What Perspectives Did African American Advocates Bring to the
Birth Control Movement and How Did Those Perspectives Shape the
History of the Harlem Branch Birth Control Clinic?

Abstract

 

   On February 1, 1930, Margaret Sanger opened a branch office of her New York City birth control clinic in the center of Harlem, at 2352 7th Avenue near 138th Street. For the next five years, until 1935, the Harlem Branch of the Clinical Research Bureau offered African American and white women clients gynecological examinations by a physician and contraceptive instruction by a nurse. The Harlem Branch clinic also conducted educational programs for the community and carried out fundraising activities to support the clinic's expenses.
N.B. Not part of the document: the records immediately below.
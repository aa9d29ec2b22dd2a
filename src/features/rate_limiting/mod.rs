//! # Rate Limiting Feature
//!
//! Prevents interaction spam with per-user event limits and cooldowns.
//!
//! - **Version**: 1.0.0
//! - **Since**: 0.1.0
//! - **Toggleable**: false

pub mod limiter;

pub use limiter::{InteractionRateLimiter, RateLimitCheck, UserId, UserRateLimit};
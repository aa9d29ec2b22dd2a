// Core layer - configuration and rendering helpers
pub mod core;

// Features layer - all feature modules
pub mod features;

// Re-export core config for convenience
pub use core::RateLimitConfig;

// Re-export feature items
pub use features::{InteractionRateLimiter, RateLimitCheck, UserId, UserRateLimit};
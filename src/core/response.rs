//! Rendering helpers for "blocked" results
//!
//! - **Version**: 1.0.0
//! - **Since**: 0.1.0
//!
//! The limiter reports a remaining duration; how that reaches the user is the
//! caller's job. These helpers cover the two renderings bots actually use:
//! Discord relative-time markdown and plain humanized text.

use std::time::Duration;

use chrono::Utc;

/// Render the moment a rate limit ends as Discord relative-time markdown,
/// e.g. `<t:1735689600:R>` which clients display as "in 2 minutes".
pub fn discord_relative(remaining: Duration) -> String {
    let delta = chrono::Duration::from_std(remaining).unwrap_or_else(|_| chrono::Duration::zero());
    let end = Utc::now() + delta;
    format!("<t:{}:R>", end.timestamp())
}

/// Render a remaining duration as short human-readable text, e.g. "2m 30s".
/// Sub-second remainders round up so users never see "0s" while still blocked.
pub fn humanize(remaining: Duration) -> String {
    let total_secs = remaining.as_millis().div_ceil(1000) as u64;
    let mins = total_secs / 60;
    let secs = total_secs % 60;
    if mins > 0 {
        format!("{mins}m {secs}s")
    } else {
        format!("{secs}s")
    }
}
From its inception, the clinic involved the collaborative efforts of both African American and white birth control advocates. After the clinic opened, Sanger assembled an Advisory Council of African American community leaders. Some of Harlem's most prominent African American health professionals, clergy, and social activists participated in the clinic's work. The documents in this project offer a window on the views and actions of African American birth control advocates associated with the Harlem clinic. Intertwined, and sometimes conflicting, elements of women's rights, economic security, and racial progress laid the ground for cooperation and conflict between the Advisory Council and Sanger and the white clinic staff. Both groups shared a concern about the high rates of maternal and infant mortality, and both supported birth control as a basis for promoting women's health and the health and well-being of their families. At the same time, disparaging attitudes about the poor ran through the perspectives of both groups, although the Advisory Council disputed any suggestion that biologically based racial traits accounted for the problems the poor of Harlem faced. Where they differed from Sanger, the Advisory Council members were able to influence her management of the clinic. The council's influence was apparent as well in the clinic's publications and educational programs. The Advisory Council's efforts reflected their commitment to racial justice based in equal opportunity through full integration.